| What you have to do |
Send back exactly the lines from the opening line of the records below through the one with "matching responses as".
------------------------------------
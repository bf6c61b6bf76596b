//! URL-pattern cache policies and first-match rule lookup.

use std::fmt;

use regex::Regex;

use super::config::ConfigError;

// Delimiters accepted for PCRE-style patterns such as `!^/news!i`.
const DELIMITERS: [char; 6] = ['/', '!', '#', '~', '%', '@'];

// Modifiers understood after the closing delimiter.
const MODIFIERS: [char; 6] = ['i', 'm', 's', 'x', 'U', 'u'];

/// A compiled caching rule for the URLs matching `pattern`.
///
/// TTLs are seconds. A negative private TTL marks matching responses as
/// uncacheable for visitors with cookies; zero is a valid TTL. An unset
/// private TTL leaves the private lifetime to the browser.
#[derive(Debug, Clone)]
pub struct CachePolicy {
    source: String,
    pattern: Regex,
    public_ttl: i64,
    private_ttl: Option<i64>,
    client_cacheable: bool,
}

impl CachePolicy {
    /// Compiles a policy.
    ///
    /// # Arguments
    ///
    /// - `pattern` — a bare regex, or a delimited one such as `/^\/news/i`.
    /// - `public_ttl` — shared-cache lifetime for anonymous traffic.
    /// - `private_ttl` — browser lifetime for visitors with cookies; pass
    ///   `None` to emit a bare `private`.
    /// - `client_cacheable` — whether anonymous clients may keep a copy.
    ///
    /// # Errors
    ///
    /// [`ConfigError::InvalidPattern`] or [`ConfigError::UnsupportedFlag`] when
    /// `pattern` does not compile.
    ///
    /// # Examples
    ///
    /// ```
    /// use cachet::cache::CachePolicy;
    ///
    /// let policy = CachePolicy::new("!^/news!i", 600, Some(60), true).unwrap();
    /// assert!(policy.matches("/NEWS/today"));
    /// assert!(!policy.matches("/archive/news"));
    /// ```
    pub fn new(
        pattern: &str,
        public_ttl: i64,
        private_ttl: Option<i64>,
        client_cacheable: bool,
    ) -> Result<Self, ConfigError> {
        Ok(Self {
            source: pattern.to_owned(),
            pattern: compile_pattern(pattern)?,
            public_ttl,
            private_ttl,
            client_cacheable,
        })
    }

    /// The pattern as configured.
    pub fn pattern(&self) -> &str {
        &self.source
    }

    /// Returns `true` if the pattern is found anywhere in `path`. Anchoring is
    /// up to the pattern itself.
    pub fn matches(&self, path: &str) -> bool {
        self.pattern.is_match(path)
    }

    /// Seconds a shared cache may serve the response to anonymous visitors.
    pub fn public_ttl(&self) -> i64 {
        self.public_ttl
    }

    /// Seconds a visitor with cookies may keep their private copy, if set.
    pub fn private_ttl(&self) -> Option<i64> {
        self.private_ttl
    }

    /// Whether anonymous clients may keep their own copy for `public_ttl`
    /// instead of revalidating with the shared cache on every request.
    pub fn client_cacheable(&self) -> bool {
        self.client_cacheable
    }
}

impl fmt::Display for CachePolicy {
    fn fmt(&self, f: &mut fmt::Formatter<'_>) -> fmt::Result {
        write!(f, "{} (public={}, private=", self.source, self.public_ttl)?;
        match self.private_ttl {
            Some(ttl) => write!(f, "{ttl}")?,
            None => f.write_str("unset")?,
        }
        write!(f, ", client_cache={})", self.client_cacheable)
    }
}

/// Compiles a bare or delimited pattern.
///
/// Delimited patterns (`!body!flags`) are unwrapped and their `i`, `m`, `s`,
/// `x` and `U` modifiers become inline flags. `u` is accepted and ignored
/// since matching is always Unicode-aware.
///
/// A leading `/` only counts as a delimiter when everything after the last
/// `/` is a known modifier, so `/news/archive` stays a bare pattern while
/// `/^\/news/i` is unwrapped.
pub(crate) fn compile_pattern(raw: &str) -> Result<Regex, ConfigError> {
    let (body, modifiers) = split_delimited(raw).unwrap_or((raw, ""));

    let mut inline = String::new();
    for flag in modifiers.chars() {
        match flag {
            'u' => {}
            known if MODIFIERS.contains(&known) => inline.push(known),
            other => {
                return Err(ConfigError::UnsupportedFlag {
                    pattern: raw.to_owned(),
                    flag: other,
                });
            }
        }
    }

    let expr = if inline.is_empty() {
        body.to_owned()
    } else {
        format!("(?{inline}){body}")
    };

    Regex::new(&expr).map_err(|source| ConfigError::InvalidPattern {
        pattern: raw.to_owned(),
        source,
    })
}

fn split_delimited(raw: &str) -> Option<(&str, &str)> {
    let open = raw.chars().next()?;
    if !DELIMITERS.contains(&open) {
        return None;
    }
    let close = raw.rfind(open)?;
    if close == 0 {
        return None;
    }
    let modifiers = &raw[close + 1..];
    let known = |c: char| {
        if open == '/' {
            MODIFIERS.contains(&c)
        } else {
            c.is_ascii_alphabetic()
        }
    };
    if !modifiers.chars().all(known) {
        return None;
    }
    Some((&raw[open.len_utf8()..close], modifiers))
}

/// Ordered cache policies. The first rule whose pattern matches wins.
///
/// Immutable once built; share it behind an `Arc` between requests.
#[derive(Debug, Clone, Default)]
pub struct PolicySet {
    rules: Vec<CachePolicy>,
}

impl PolicySet {
    /// Wraps rules in priority order.
    pub fn new(rules: Vec<CachePolicy>) -> Self {
        Self { rules }
    }

    /// Returns the first policy matching `path`, or `None`.
    ///
    /// # Examples
    ///
    /// ```
    /// use cachet::cache::{CachePolicy, PolicySet};
    ///
    /// let set = PolicySet::new(vec![
    ///     CachePolicy::new("^/news/archive", 86400, Some(0), true).unwrap(),
    ///     CachePolicy::new("^/news", 300, Some(0), false).unwrap(),
    /// ]);
    /// assert_eq!(set.find("/news/archive/2020").unwrap().public_ttl(), 86400);
    /// assert_eq!(set.find("/news/today").unwrap().public_ttl(), 300);
    /// assert!(set.find("/contact").is_none());
    /// ```
    pub fn find(&self, path: &str) -> Option<&CachePolicy> {
        self.rules.iter().find(|rule| rule.matches(path))
    }

    /// Number of rules.
    pub fn len(&self) -> usize {
        self.rules.len()
    }

    /// `true` when no rule is configured, so nothing ever matches.
    pub fn is_empty(&self) -> bool {
        self.rules.is_empty()
    }

    /// Rules in priority order.
    pub fn iter(&self) -> impl Iterator<Item = &CachePolicy> {
        self.rules.iter()
    }
}

#[cfg(test)]
mod tests {
    use super::*;

    fn policy(pattern: &str, public_ttl: i64) -> CachePolicy {
        CachePolicy::new(pattern, public_ttl, Some(0), false).unwrap()
    }

    #[test]
    fn empty_set_never_matches() {
        let set = PolicySet::default();
        assert!(set.is_empty());
        assert!(set.find("/").is_none());
        assert!(set.find("").is_none());
    }

    #[test]
    fn first_overlapping_rule_wins() {
        let set = PolicySet::new(vec![policy("^/", 1), policy("^/foo", 2)]);
        assert_eq!(set.find("/foo").unwrap().public_ttl(), 1);

        let set = PolicySet::new(vec![policy("^/foo", 2), policy("^/", 1)]);
        assert_eq!(set.find("/foo").unwrap().public_ttl(), 2);
        assert_eq!(set.find("/bar").unwrap().public_ttl(), 1);
    }

    #[test]
    fn unanchored_patterns_search_anywhere() {
        let set = PolicySet::new(vec![policy(r"\.css", 3600)]);
        assert!(set.find("/assets/site.css?v=3").is_some());
        assert!(set.find("/assets/site.js").is_none());
    }

    #[test]
    fn delimited_patterns_are_unwrapped() {
        assert!(policy("!^/foo!", 0).matches("/foo/bar"));
        assert!(!policy("!^/foo!", 0).matches("/bar/foo"));
        assert!(policy("#^/a#i", 0).matches("/A"));
        assert!(policy("~^/x$~m", 0).matches("/y\n/x"));
    }

    #[test]
    fn slash_delimited_patterns_are_unwrapped() {
        let escaped = policy(r"/^\/foo/", 0);
        assert!(escaped.matches("/foo/bar"));
        assert!(!escaped.matches("/bar/foo"));

        let insensitive = policy(r"/^\/news\//i", 0);
        assert!(insensitive.matches("/NEWS/today"));
        assert!(!insensitive.matches("/newsletter"));

        assert!(policy("/foo/", 0).matches("/x/foo/y"));
    }

    #[test]
    fn bare_patterns_with_delimiter_like_chars_stay_literal() {
        // `^` is not a delimiter, and a lone `!` has no closing partner.
        assert!(policy("^/foo", 0).matches("/foo"));
        assert!(policy("!important", 0).matches("/css/!important"));
        // Trailing text after the last `/` is not a modifier list.
        let path = policy("/news/archive", 0);
        assert!(path.matches("/news/archive/2020"));
        assert!(!path.matches("/news/today"));
    }

    #[test]
    fn invalid_pattern_is_rejected() {
        let err = CachePolicy::new("^/(unclosed", 0, None, false).unwrap_err();
        assert!(matches!(err, ConfigError::InvalidPattern { ref pattern, .. } if pattern == "^/(unclosed"));
    }

    #[test]
    fn unknown_modifier_is_rejected() {
        let err = CachePolicy::new("!^/foo!e", 0, None, false).unwrap_err();
        assert!(matches!(err, ConfigError::UnsupportedFlag { flag: 'e', .. }));
    }
}
//! Cache-Control policy engine.
//!
//! Assigns caching headers to outgoing responses from URL-pattern rules and
//! the visitor's cookie state, and answers repeat `GET`s from anonymous
//! visitors with `304 Not Modified` using time-bucketed weak ETags. Nothing is
//! stored here: the headers tell a reverse proxy and the client what to cache.
//!
//! - [`policy`] — [`CachePolicy`] rules and first-match lookup in a [`PolicySet`].
//! - [`optimizer`] — the public / private / no-cache decision ([`Strategy`]).
//! - [`etag`] — weak ETags and the `If-None-Match` shortcut.
//! - [`control`] — `Cache-Control` parsing and additive application.
//! - [`config`] — JSON configuration, legacy normalization, validation.
//! - [`pipeline`] — lifecycle hooks and the [`CacheMiddleware`] adapter.

pub mod config;
pub mod control;
pub mod etag;
pub mod optimizer;
pub mod pipeline;
pub mod policy;

pub use config::{CachingConfig, ConfigError, EtagConfig, RuleConfig};
pub use control::{CacheControl, CacheControlDirectives, POLICY_DIRECTIVES};
pub use etag::{
    Clock, ConditionalRequestHandler, DEFAULT_ETAG_WINDOW, FixedClock, SystemClock, weak_etag,
};
pub use optimizer::{RequestSignals, ResponseSignals, Strategy, is_eligible};
pub use pipeline::{CacheMiddleware, CachePipeline};
pub use policy::{CachePolicy, PolicySet};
------------------------------------
| Answer space |
repository bf6c61b6bf76596b
//! URL-pattern cache policies and first-match rule lookup.

use std::fmt;

use regex::Regex;

use super::config::ConfigError;

// Delimiters accepted for PCRE-style patterns such as `!^/news!i`.
const DELIMITERS: [char; 6] = ['/', '!', '#', '~', '%', '@'];

// Modifiers understood after the closing delimiter.
const MODIFIERS: [char; 6] = ['i', 'm', 's', 'x', 'U', 'u'];

/// A compiled caching rule for the URLs matching `pattern`.
///
/// TTLs are seconds. A negative private TTL marks matching responses as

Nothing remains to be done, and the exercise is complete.